# Renseignement Carte Video



## ggkameleon (24 Novembre 2010)

Bjr, j'ai 1 G4 digital audio et ma carte Video est morte ! Voilà j'ai trouvé quelqu'un qui vend une de sont g4 QuickSilver. Je crois que celle que j'avais est une agp vga !? Et celle qui vend est une agp nvidia vga. Est-ce que je peux la mettre sur mon g4 ? 
Merci.


----------



## Invité (24 Novembre 2010)

Agp, c'est le port sur lequel on met la carte. comme Pci mais en mieux
Vga, c'est le type de connecteur à la sortie de la carte, comme Dvi
nvidia, c'est une marque de carte comme Ati


----------



## Clarusad (24 Novembre 2010)

Sur un G4 Digital Audio d'origine, c'est une NVidia GeForce2 MX montée sur un bus AGP.
La première question à te poser est la suivante : à savoir de quelle manière branches-tu ton écran : DVI, VGA ou ADC ?


----------



## ggkameleon (24 Novembre 2010)

Merci.. Du coup va faire l'affaire.
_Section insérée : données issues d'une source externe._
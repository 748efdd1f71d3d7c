//! Serve command implementation

use crate::config::Config;
use clap::Args;

#[derive(Args, Debug)]
pub struct ServeArgs {
    /// Port to listen on (overrides config)
    #[arg(short, long)]
    pub port: Option<u16>,

    /// Host to bind (overrides config)
    #[arg(long)]
    pub host: Option<String>,
}

impl ServeArgs {
    pub async fn execute(&self, config: &Config) -> anyhow::Result<()> {
        let mut config = config.clone();
        if let Some(port) = self.port {
            config.server.port = port;
        }
        if let Some(host) = &self.host {
            config.server.host = host.clone();
        }

        tracing::info!(
            host = %config.server.host,
            port = config.server.port,
            request_delay_secs = config.fetcher.request_delay_secs,
            "Starting quote API server"
        );
        crate::api::start_server(&config).await
    }
}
Je branche sur ce g4 en vga puis je peux installer soit en pci et donc soit en agp.. Merci encore j'avais juste peur quel ne soit pas ttes compatibles !? Mais devrai le faire..
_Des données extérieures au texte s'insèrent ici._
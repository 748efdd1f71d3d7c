//! market-quotes: rate-limited stock quote retrieval for the finance dashboard
//!
//! This library provides:
//! - Sequential quote fetching against a 5 calls/minute upstream
//! - Per-symbol failure isolation with partial batch results
//! - Alpha Vantage GLOBAL_QUOTE client and payload classification
//! - HTTP API for the dashboard (`/api/stocks`)
//! - Logging and Prometheus metrics

pub mod api;
pub mod cli;
pub mod config;
pub mod quote;
pub mod telemetry;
---------- Nouveau message ajouté à 12h05 ---------- Le message précédent a été envoyé à 11h53 ----------

Merci.. Du coup va faire l'affaire. Je branche sur ce g4 en vga puis je peux installer soit en pci et donc soit en agp.. Merci encore j'avais juste peur quel ne soit pas ttes compatibles !? Mais devrai le faire..


----------



## Invité (24 Novembre 2010)

Non, celle que tu va acheter doit se brancher comme ta carte d'origine sur le port Agp.
A la place de l'ancienne.


----------



## Clarusad (25 Novembre 2010)

Une carte vidéo est au format PCI ou AGP, peu importe à mon avis. Mais attention de ne pas confondre les deux types de ports possibles.

Si elle est PCI, tu devras l'enficher dans un slot PCI (à condition qu'il t'en reste un de libre). Et par conséquent le port AGP deviendra caduque (pas grave, c'est juste qu'il ne sera pas utilisé).
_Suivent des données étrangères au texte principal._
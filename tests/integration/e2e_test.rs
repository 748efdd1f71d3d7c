//! End-to-end fetcher tests against a mocked upstream

use crate::support::{
    fetcher_for, global_quote, mock_quote, mock_unknown_symbols, rate_limit_note, request_count,
    TEST_KEY,
};
use market_quotes::config::Config;
use market_quotes::quote::{ApiKey, Cancellation, FetchError, QuoteError};
use rust_decimal_macros::dec;
use wiremock::MockServer;

#[tokio::test]
async fn test_mapped_and_unknown_symbols() {
    let server = MockServer::start().await;
    mock_quote(&server, "RELIANCE.BSE", global_quote("RELIANCE.BSE", "2950.45", "0.5263%")).await;
    mock_unknown_symbols(&server).await;

    let fetcher = fetcher_for(&server);
    let batch = fetcher
        .fetch_quotes(&["RELIANCE", "UNKNOWN"], &ApiKey::new(TEST_KEY), &Cancellation::new())
        .await
        .unwrap();

    let reliance = batch.get("RELIANCE").unwrap().as_ref().unwrap();
    assert_eq!(reliance.price, dec!(2950.45));
    assert_eq!(reliance.change_percent, dec!(0.5263));
    assert_eq!(batch.get("UNKNOWN"), Some(&Err(QuoteError::NoData)));
}

#[tokio::test]
async fn test_rate_limit_stops_dispatch() {
    let server = MockServer::start().await;
    mock_quote(&server, "TCS.BSE", global_quote("TCS.BSE", "3850.00", "-0.26%")).await;
    mock_quote(&server, "INFY.BSE", global_quote("INFY.BSE", "1500.10", "1.10%")).await;
    mock_quote(&server, "SBIN.BSE", rate_limit_note()).await;
    mock_quote(&server, "ITC.BSE", global_quote("ITC.BSE", "430.00", "0.10%")).await;
    mock_quote(&server, "WIPRO.BSE", global_quote("WIPRO.BSE", "480.00", "0.20%")).await;

    let fetcher = fetcher_for(&server);
    let batch = fetcher
        .fetch_quotes(
            &["TCS", "INFY", "SBIN", "ITC", "WIPRO"],
            &ApiKey::new(TEST_KEY),
            &Cancellation::new(),
        )
        .await
        .unwrap();

    assert!(batch.get("TCS").unwrap().is_ok());
    assert!(batch.get("INFY").unwrap().is_ok());
    for symbol in ["SBIN", "ITC", "WIPRO"] {
        assert_eq!(batch.get(symbol), Some(&Err(QuoteError::RateLimited)));
    }
    assert_eq!(request_count(&server, "ITC.BSE").await, 0);
    assert_eq!(request_count(&server, "WIPRO.BSE").await, 0);
}

#[tokio::test]
async fn test_placeholder_key_makes_no_requests() {
    let server = MockServer::start().await;
    mock_unknown_symbols(&server).await;

    let fetcher = fetcher_for(&server);
    let result = fetcher
        .fetch_quotes(&["TCS"], &ApiKey::new("demo"), &Cancellation::new())
        .await;

    assert!(matches!(result, Err(FetchError::Configuration(_))));
    assert!(server.received_requests().await.unwrap().is_empty());
}

#[test]
fn test_config_example_parses() {
    let config: Config = toml::from_str(include_str!("../../config.toml.example")).unwrap();
    assert_eq!(config.fetcher.request_delay_secs, 13);
    assert_eq!(config.symbol_map().resolve("RELIANCE"), "RELIANCE.BSE");
}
Si elle est AGP, elle va sur le port AGP (et non sur un port PCI) comme celle d'origine.


----------



## ggkameleon (28 Novembre 2010)

Ok merci, je branche on va bien voir.
Yes j'ai pas compris à posté plusieurs fois...
Merci...


----------



## Bebop 4 (24 Décembre 2010)

Salut ggkameleon. Récemment j'ai fait l'acquisition d'une nouvelle carte vidéo pour mon G4 digital audio. C'est une nVidia GeForce 4 Mx AGP avec 64 Mo de mémoire vidéo. Le marchand m'a dit qu'il l'avait prise dans un QuickSilver. Je l'ai l'ai installée à la place de l'ancienne, et ça gaze impec. Veux-tu nous dire si ça a marché pour toi ?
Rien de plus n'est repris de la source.